[Input for this task]

use super::*;

fn passed(id: &str) -> ComplianceCheck {
    ComplianceCheck {
        id: id.to_string(),
        name: id.to_string(),
        category: Category::Quality,
        message: "ok".to_string(),
        outcome: CheckOutcome::Passed,
    }
}

fn failed(id: &str, severity: Severity, suggestion: Option<&str>) -> ComplianceCheck {
    ComplianceCheck {
        id: id.to_string(),
        name: id.to_string(),
        category: Category::Legal,
        message: "not ok".to_string(),
        outcome: CheckOutcome::Failed {
            severity,
            suggestion: suggestion.map(String::from),
        },
    }
}

#[test]
fn all_passing_scores_100() {
    let weights = ScoringWeights::default();
    let score = weights.score([(Severity::Error, true), (Severity::Info, true)]);
    assert_eq!(score, 100);
}

#[test]
fn no_checks_scores_100() {
    assert_eq!(ScoringWeights::default().score([]), 100);
}

#[test]
fn error_failure_costs_more_than_warning_failure() {
    let weights = ScoringWeights::default();
    let error_failed = weights.score([(Severity::Error, false), (Severity::Warning, true)]);
    let warning_failed = weights.score([(Severity::Error, true), (Severity::Warning, false)]);
    assert_eq!(error_failed, 40);
    assert_eq!(warning_failed, 60);
}

#[test]
fn score_rounds_half_up() {
    // 1 of 8 weight passed = 12.5 -> 13
    let weights = ScoringWeights {
        error: 7,
        warning: 1,
        info: 1,
    };
    assert_eq!(weights.score([(Severity::Warning, true), (Severity::Error, false)]), 13);
}

#[test]
fn zero_weights_score_100() {
    let weights = ScoringWeights {
        error: 0,
        warning: 0,
        info: 0,
    };
    assert_eq!(weights.score([(Severity::Error, false)]), 100);
}

#[test]
fn passed_check_reports_info_severity_and_no_suggestion() {
    let check = passed("quality.canvas-bounds");
    assert_eq!(check.severity(), Severity::Info);
    assert!(check.suggestion().is_none());
    assert!(!check.is_blocking());
}

#[test]
fn only_error_failures_block() {
    let result = ComplianceResult::assemble(
        50,
        vec![
            failed("a", Severity::Warning, None),
            failed("b", Severity::Info, None),
        ],
    );
    assert!(result.passed());

    let blocked = ComplianceResult::assemble(50, vec![failed("c", Severity::Error, None)]);
    assert!(!blocked.passed());
}

#[test]
fn suggestions_are_deduplicated_in_check_order() {
    let result = ComplianceResult::assemble(
        10,
        vec![
            failed("a", Severity::Error, Some("Fix colors")),
            passed("b"),
            failed("c", Severity::Warning, Some("Add price")),
            failed("d", Severity::Info, Some("Fix colors")),
            failed("e", Severity::Info, None),
        ],
    );
    assert_eq!(result.suggestions(), ["Fix colors", "Add price"]);
    assert_eq!(result.failures_at(Severity::Info), 2);
    assert_eq!(result.failed_checks().count(), 4);
}

#[test]
fn check_serializes_flat() {
    let json = serde_json::to_value(failed("legal.price", Severity::Error, Some("Add a price")))
        .unwrap();
    assert_eq!(
        json,
        serde_json::json!({
            "id": "legal.price",
            "name": "legal.price",
            "category": "legal",
            "passed": false,
            "message": "not ok",
            "severity": "error",
            "suggestion": "Add a price"
        })
    );

    let json = serde_json::to_value(passed("x")).unwrap();
    assert_eq!(json["severity"], "info");
    assert!(json.get("suggestion").is_none());
}

#[test]
fn result_serializes_all_fields() {
    let result = ComplianceResult::assemble(100, vec![passed("a")]);
    let json = serde_json::to_value(&result).unwrap();
    assert_eq!(json["score"], 100);
    assert_eq!(json["passed"], true);
    assert_eq!(json["checks"].as_array().unwrap().len(), 1);
    assert_eq!(json["suggestions"], serde_json::json!([]));
}
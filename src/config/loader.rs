use std::path::{Path, PathBuf};

use tracing::debug;

use crate::{AdComplianceError, Result};

use super::filesystem::{FileSystem, RealFileSystem};
use super::model::{CONFIG_VERSION, Config};

/// A loaded configuration and the file it came from.
#[derive(Debug, Clone, PartialEq)]
pub struct LoadResult {
    pub config: Config,
    /// `None` when no file was found and defaults are in use.
    pub source: Option<PathBuf>,
}

impl LoadResult {
    fn defaults() -> Self {
        Self {
            config: Config::default(),
            source: None,
        }
    }
}

/// Trait for loading configuration from various sources.
pub trait ConfigLoader {
    /// Load configuration from the default locations.
    ///
    /// # Errors
    /// Returns an error if a discovered config file cannot be read or parsed.
    fn load(&self) -> Result<LoadResult>;

    /// Load configuration from a specific path.
    ///
    /// # Errors
    /// Returns an error if the file cannot be read or parsed.
    fn load_from_path(&self, path: &Path) -> Result<LoadResult>;
}

pub const LOCAL_CONFIG_NAME: &str = ".ad-compliance.toml";
const USER_CONFIG_NAME: &str = "config.toml";

fn validate_config_version(config: &Config) -> Result<()> {
    match &config.version {
        None => Ok(()),
        Some(v) if v == CONFIG_VERSION => Ok(()),
        Some(v) => Err(AdComplianceError::Config(format!(
            "Unsupported config version '{v}'. Only version '{CONFIG_VERSION}' is supported."
        ))),
    }
}

/// Loads configuration from the filesystem.
///
/// Search order:
/// 1. `.ad-compliance.toml` in the current directory
/// 2. `config.toml` in the platform user config directory
///    (see [`FileSystem::config_dir`])
/// 3. `Config::default()`
#[derive(Debug)]
pub struct FileConfigLoader<F: FileSystem = RealFileSystem> {
    fs: F,
}

impl Default for FileConfigLoader<RealFileSystem> {
    fn default() -> Self {
        Self::new()
    }
}

impl FileConfigLoader<RealFileSystem> {
    #[must_use]
    pub const fn new() -> Self {
        Self { fs: RealFileSystem }
    }
}

impl<F: FileSystem> FileConfigLoader<F> {
    #[must_use]
    pub const fn with_fs(fs: F) -> Self {
        Self { fs }
    }

    fn local_config_path(&self) -> Option<PathBuf> {
        self.fs
            .current_dir()
            .ok()
            .map(|dir| dir.join(LOCAL_CONFIG_NAME))
    }

    fn user_config_path(&self) -> Option<PathBuf> {
        self.fs.config_dir().map(|dir| dir.join(USER_CONFIG_NAME))
    }

    fn parse_config(content: &str) -> Result<Config> {
        let config: Config = toml::from_str(content)?;
        validate_config_version(&config)?;
        Ok(config)
    }
}

impl<F: FileSystem> ConfigLoader for FileConfigLoader<F> {
    fn load(&self) -> Result<LoadResult> {
        if let Some(local_path) = self.local_config_path()
            && self.fs.exists(&local_path)
        {
            return self.load_from_path(&local_path);
        }

        if let Some(user_path) = self.user_config_path()
            && self.fs.exists(&user_path)
        {
            return self.load_from_path(&user_path);
        }

        debug!("no config file found, using defaults");
        Ok(LoadResult::defaults())
    }

    fn load_from_path(&self, path: &Path) -> Result<LoadResult> {
        let content =
            self.fs
                .read_to_string(path)
                .map_err(|source| AdComplianceError::FileAccess {
                    path: path.to_path_buf(),
                    source,
                })?;
        let config = Self::parse_config(&content)?;
        debug!(path = %path.display(), "loaded config");
        Ok(LoadResult {
            config,
            source: Some(path.to_path_buf()),
        })
    }
}

#[cfg(test)]
#[path = "loader_tests.rs"]
mod tests;
//! Compliance rules and the registry that holds them.
//!
//! A rule is a pure function over an [`Ad`] snapshot described by a
//! [`RuleDescriptor`]. The evaluator never needs to know which rules exist:
//! adding a rule means implementing [`Rule`] and registering it.

mod accessibility;
mod brand;
mod legal;
mod quality;
mod registry;

use std::fmt;

use serde::{Deserialize, Serialize};
use thiserror::Error;

use crate::config::Config;
use crate::model::{Ad, Rgb};
use crate::{AdComplianceError, Result};

pub use accessibility::{ContrastRule, FontSizeRule};
pub use brand::{BrandPaletteRule, LogoPresenceRule};
pub use legal::{DisclaimerRule, PricePresenceRule, StrikethroughPriceRule};
pub use quality::{CanvasBoundsRule, ImageResolutionRule};
pub use registry::{CatalogEntry, RuleRegistry, catalog};

pub const RULE_BRAND_PALETTE: &str = "brand.palette";
pub const RULE_BRAND_LOGO: &str = "brand.logo";
pub const RULE_LEGAL_PRICE: &str = "legal.price";
pub const RULE_LEGAL_DISCLAIMER: &str = "legal.disclaimer";
pub const RULE_LEGAL_STRIKETHROUGH: &str = "legal.strikethrough";
pub const RULE_A11Y_CONTRAST: &str = "accessibility.contrast";
pub const RULE_A11Y_FONT_SIZE: &str = "accessibility.font-size";
pub const RULE_QUALITY_BOUNDS: &str = "quality.canvas-bounds";
pub const RULE_QUALITY_IMAGE: &str = "quality.image-resolution";

/// Every built-in rule id, in registry order.
pub const BUILTIN_RULE_IDS: &[&str] = &[
    RULE_BRAND_PALETTE,
    RULE_BRAND_LOGO,
    RULE_LEGAL_PRICE,
    RULE_LEGAL_DISCLAIMER,
    RULE_LEGAL_STRIKETHROUGH,
    RULE_A11Y_CONTRAST,
    RULE_A11Y_FONT_SIZE,
    RULE_QUALITY_BOUNDS,
    RULE_QUALITY_IMAGE,
];

#[derive(Debug, Clone, Copy, PartialEq, Eq, Hash, Serialize, Deserialize)]
#[serde(rename_all = "lowercase")]
pub enum Category {
    Brand,
    Legal,
    Accessibility,
    Quality,
}

impl Category {
    #[must_use]
    pub const fn as_str(self) -> &'static str {
        match self {
            Self::Brand => "brand",
            Self::Legal => "legal",
            Self::Accessibility => "accessibility",
            Self::Quality => "quality",
        }
    }
}

impl fmt::Display for Category {
    fn fmt(&self, f: &mut fmt::Formatter<'_>) -> fmt::Result {
        f.write_str(self.as_str())
    }
}

/// Blocking weight of a failed check. Only `Error` blocks the overall verdict.
#[derive(Debug, Clone, Copy, PartialEq, Eq, Hash, PartialOrd, Ord, Serialize, Deserialize)]
#[serde(rename_all = "lowercase")]
pub enum Severity {
    Info,
    Warning,
    Error,
}

impl Severity {
    #[must_use]
    pub const fn as_str(self) -> &'static str {
        match self {
            Self::Info => "info",
            Self::Warning => "warning",
            Self::Error => "error",
        }
    }
}

impl fmt::Display for Severity {
    fn fmt(&self, f: &mut fmt::Formatter<'_>) -> fmt::Result {
        f.write_str(self.as_str())
    }
}

impl std::str::FromStr for Severity {
    type Err = String;

    fn from_str(s: &str) -> std::result::Result<Self, Self::Err> {
        match s.to_lowercase().as_str() {
            "error" => Ok(Self::Error),
            "warning" | "warn" => Ok(Self::Warning),
            "info" => Ok(Self::Info),
            _ => Err(format!("Unknown severity: {s}")),
        }
    }
}

/// Static metadata of a rule.
#[derive(Debug, Clone, PartialEq, Eq, Serialize)]
pub struct RuleDescriptor {
    pub id: String,
    pub name: String,
    pub category: Category,
    /// Severity applied when the rule fails, unless the registry overrides it.
    pub severity: Severity,
    pub description: String,
}

impl RuleDescriptor {
    #[must_use]
    pub fn new(
        id: impl Into<String>,
        name: impl Into<String>,
        category: Category,
        severity: Severity,
    ) -> Self {
        Self {
            id: id.into(),
            name: name.into(),
            category,
            severity,
            description: String::new(),
        }
    }

    #[must_use]
    pub fn with_description(mut self, description: impl Into<String>) -> Self {
        self.description = description.into();
        self
    }
}

/// Verdict of a single rule before the evaluator attaches severity.
#[derive(Debug, Clone, PartialEq, Eq)]
pub enum RuleOutcome {
    Pass {
        message: String,
    },
    Fail {
        message: String,
        suggestion: Option<String>,
    },
}

impl RuleOutcome {
    #[must_use]
    pub fn pass(message: impl Into<String>) -> Self {
        Self::Pass {
            message: message.into(),
        }
    }

    #[must_use]
    pub fn fail(message: impl Into<String>) -> Self {
        Self::Fail {
            message: message.into(),
            suggestion: None,
        }
    }

    /// Attach remediation text. Ignored on a passing outcome.
    #[must_use]
    pub fn with_suggestion(self, text: impl Into<String>) -> Self {
        match self {
            Self::Fail { message, .. } => Self::Fail {
                message,
                suggestion: Some(text.into()),
            },
            pass @ Self::Pass { .. } => pass,
        }
    }

    #[must_use]
    pub const fn is_pass(&self) -> bool {
        matches!(self, Self::Pass { .. })
    }
}

/// A rule could not produce a verdict.
#[derive(Error, Debug, Clone, PartialEq, Eq)]
#[error("{message}")]
pub struct RuleFault {
    message: String,
}

impl RuleFault {
    #[must_use]
    pub fn new(message: impl Into<String>) -> Self {
        Self {
            message: message.into(),
        }
    }

    #[must_use]
    pub fn message(&self) -> &str {
        &self.message
    }
}

/// A compliance rule.
///
/// Implementations must be side-effect free and must not depend on the
/// order in which rules run.
pub trait Rule: Send + Sync {
    fn descriptor(&self) -> RuleDescriptor;

    /// Evaluate the rule against an ad snapshot.
    ///
    /// # Errors
    /// Returns a `RuleFault` when the rule cannot reach a verdict. The
    /// evaluator records it as a failed error-severity check.
    fn evaluate(&self, ad: &Ad) -> std::result::Result<RuleOutcome, RuleFault>;

    /// Configuration that influences the verdict, folded into the registry
    /// fingerprint so cached results are invalidated when it changes.
    fn parameters(&self) -> String {
        String::new()
    }
}

/// A rule backed by a plain function or closure.
pub struct FnRule<F> {
    descriptor: RuleDescriptor,
    func: F,
}

impl<F> FnRule<F>
where
    F: Fn(&Ad) -> std::result::Result<RuleOutcome, RuleFault> + Send + Sync,
{
    #[must_use]
    pub const fn new(descriptor: RuleDescriptor, func: F) -> Self {
        Self { descriptor, func }
    }
}

impl<F> Rule for FnRule<F>
where
    F: Fn(&Ad) -> std::result::Result<RuleOutcome, RuleFault> + Send + Sync,
{
    fn descriptor(&self) -> RuleDescriptor {
        self.descriptor.clone()
    }

    fn evaluate(&self, ad: &Ad) -> std::result::Result<RuleOutcome, RuleFault> {
        (self.func)(ad)
    }
}

/// Build every built-in rule from configuration, in registry order.
///
/// # Errors
/// Returns `InvalidColor` if the brand palette contains an unparseable color.
pub fn builtin_rules(config: &Config) -> Result<Vec<Box<dyn Rule>>> {
    let palette = config
        .brand
        .palette
        .iter()
        .map(|c| Rgb::parse(c))
        .collect::<Result<Vec<_>>>()?;

    let a11y = &config.accessibility;
    Ok(vec![
        Box::new(BrandPaletteRule::new(palette)),
        Box::new(LogoPresenceRule),
        Box::new(PricePresenceRule),
        Box::new(DisclaimerRule::new(config.legal.required_phrases.clone())),
        Box::new(StrikethroughPriceRule),
        Box::new(ContrastRule::new(
            a11y.min_contrast_ratio,
            a11y.large_text_contrast_ratio,
            a11y.large_text_size,
        )),
        Box::new(FontSizeRule::new(a11y.min_font_size)),
        Box::new(CanvasBoundsRule::new(config.quality.bounds_tolerance)),
        Box::new(ImageResolutionRule::new(config.quality.max_upscale)),
    ])
}

/// Whether a built-in rule runs when the configuration does not say otherwise.
#[must_use]
pub fn enabled_by_default(id: &str, config: &Config) -> bool {
    match id {
        RULE_BRAND_LOGO => config.brand.require_logo,
        _ => true,
    }
}

pub(crate) fn ensure_known_rule(id: &str) -> Result<()> {
    if BUILTIN_RULE_IDS.contains(&id) {
        Ok(())
    } else {
        Err(AdComplianceError::UnknownRule(id.to_string()))
    }
}

/// Render up to a few offenders as `a, b, c (+N more)`.
pub(crate) fn summarize<I>(items: I) -> String
where
    I: IntoIterator<Item = String>,
{
    const SHOWN: usize = 3;
    let items: Vec<String> = items.into_iter().collect();
    let mut text = items
        .iter()
        .take(SHOWN)
        .cloned()
        .collect::<Vec<_>>()
        .join(", ");
    if items.len() > SHOWN {
        text.push_str(&format!(" (+{} more)", items.len() - SHOWN));
    }
    text
}

pub(crate) fn plural(count: usize, singular: &str, plural: &str) -> String {
    if count == 1 {
        format!("{count} {singular}")
    } else {
        format!("{count} {plural}")
    }
}

#[cfg(test)]
#[path = "mod_tests.rs"]
mod tests;
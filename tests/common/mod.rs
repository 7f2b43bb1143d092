#![allow(dead_code)]

use std::fs;
use std::path::{Path, PathBuf};

use tempfile::TempDir;

/// Creates an `assert_cmd` Command for the ad-compliance binary.
#[macro_export]
macro_rules! ad_compliance {
    () => {
        assert_cmd::Command::new(assert_cmd::cargo::cargo_bin!("ad-compliance"))
    };
}

/// Ad that satisfies every default rule.
pub const COMPLIANT_AD: &str = r##"{
  "name": "Summer Sale",
  "template": { "width": 300, "height": 250 },
  "elements": [
    {
      "id": "headline", "type": "text",
      "x": 10, "y": 10, "width": 200, "height": 40,
      "properties": { "content": "Summer Sale", "color": "#000000", "fontSize": 24 }
    },
    {
      "id": "price", "type": "price",
      "x": 10, "y": 120, "width": 100, "height": 40,
      "properties": {
        "amount": 19.99, "color": "#E4002B", "fontSize": 20,
        "disclaimer": "Offer valid while supplies last. Terms apply."
      }
    }
  ]
}"##;

/// Ad whose only failure is an off-palette headline (warning, score 89).
pub const OFF_PALETTE_AD: &str = r##"{
  "name": "Off Brand",
  "template": { "width": 300, "height": 250 },
  "elements": [
    {
      "id": "headline", "type": "text",
      "x": 10, "y": 10, "width": 200, "height": 40,
      "properties": { "content": "Summer Sale", "color": "#123456", "fontSize": 24 }
    },
    {
      "id": "price", "type": "price",
      "x": 10, "y": 120, "width": 100, "height": 40,
      "properties": {
        "amount": 19.99, "color": "#E4002B", "fontSize": 20,
        "disclaimer": "Offer valid while supplies last. Terms apply."
      }
    }
  ]
}"##;

/// Ad with no elements: fails price and disclaimer (error, score 67).
pub const EMPTY_AD: &str = r#"{
  "name": "Blank",
  "template": { "width": 300, "height": 250 },
  "elements": []
}"#;

/// Creates a temporary directory with test fixtures for integration tests.
pub struct TestFixture {
    pub dir: TempDir,
}

impl TestFixture {
    /// Creates a new test fixture with an empty temp directory.
    pub fn new() -> Self {
        Self {
            dir: TempDir::new().expect("Failed to create temp directory"),
        }
    }

    /// Creates a file with the given content in the temp directory.
    pub fn create_file(&self, relative_path: &str, content: &str) -> PathBuf {
        let path = self.dir.path().join(relative_path);
        if let Some(parent) = path.parent() {
            fs::create_dir_all(parent).expect("Failed to create parent directories");
        }
        fs::write(&path, content).expect("Failed to write file");
        path
    }

    /// Returns the path to the temp directory.
    pub fn path(&self) -> &Path {
        self.dir.path()
    }

    /// Creates a local `.ad-compliance.toml`.
    pub fn create_config(&self, content: &str) -> PathBuf {
        self.create_file(".ad-compliance.toml", content)
    }

    /// Writes an ad JSON file.
    pub fn create_ad(&self, relative_path: &str, json: &str) -> PathBuf {
        self.create_file(relative_path, json)
    }

    pub fn read(&self, relative_path: &str) -> String {
        fs::read_to_string(self.dir.path().join(relative_path)).expect("Failed to read file")
    }
}
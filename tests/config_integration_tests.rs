//! Integration tests for the `config` command.

mod common;

use common::TestFixture;
use predicates::prelude::*;

#[test]
fn validate_reports_valid_file() {
    let fixture = TestFixture::new();
    fixture.create_config("version = \"1\"\n[legal]\nrequired_phrases = [\"terms apply\"]\n");

    ad_compliance!()
        .current_dir(fixture.path())
        .args(["config", "validate"])
        .assert()
        .success()
        .stdout(predicate::str::contains("Configuration is valid"));
}

#[test]
fn validate_missing_file() {
    let fixture = TestFixture::new();

    ad_compliance!()
        .current_dir(fixture.path())
        .args(["config", "validate", "--config", "missing.toml"])
        .assert()
        .code(2)
        .stderr(predicate::str::contains("missing.toml"));
}

#[test]
fn validate_syntax_error() {
    let fixture = TestFixture::new();
    fixture.create_config("[brand\n");

    ad_compliance!()
        .current_dir(fixture.path())
        .args(["config", "validate"])
        .assert()
        .code(2)
        .stderr(predicate::str::contains("TOML parse error"));
}

#[test]
fn validate_semantic_error() {
    let fixture = TestFixture::new();
    fixture.create_config("[quality]\nmax_upscale = 0.5\n");

    ad_compliance!()
        .current_dir(fixture.path())
        .args(["config", "validate"])
        .assert()
        .code(2)
        .stderr(predicate::str::contains("quality.max_upscale"));
}

#[test]
fn show_prints_effective_config_with_source() {
    let fixture = TestFixture::new();
    fixture.create_config("[accessibility]\nmin_font_size = 14.0\n");

    ad_compliance!()
        .current_dir(fixture.path())
        .args(["config", "show"])
        .assert()
        .success()
        .stdout(predicate::str::contains(".ad-compliance.toml"))
        .stdout(predicate::str::contains("min_font_size = 14.0"))
        .stdout(predicate::str::contains("palette"));
}

#[test]
fn show_json_without_config() {
    let fixture = TestFixture::new();

    let output = ad_compliance!()
        .current_dir(fixture.path())
        .args(["--no-config", "config", "show", "--format", "json"])
        .assert()
        .success()
        .get_output()
        .stdout
        .clone();

    let config: serde_json::Value = serde_json::from_slice(&output).unwrap();
    assert_eq!(config["brand"]["require_logo"], false);
    assert_eq!(config["scoring"]["error_weight"], 3);
}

[/Input for this task]

Brief: Look through the entries above and work out how many lines contain the string "elements". Give that number alone.

The completed task: 4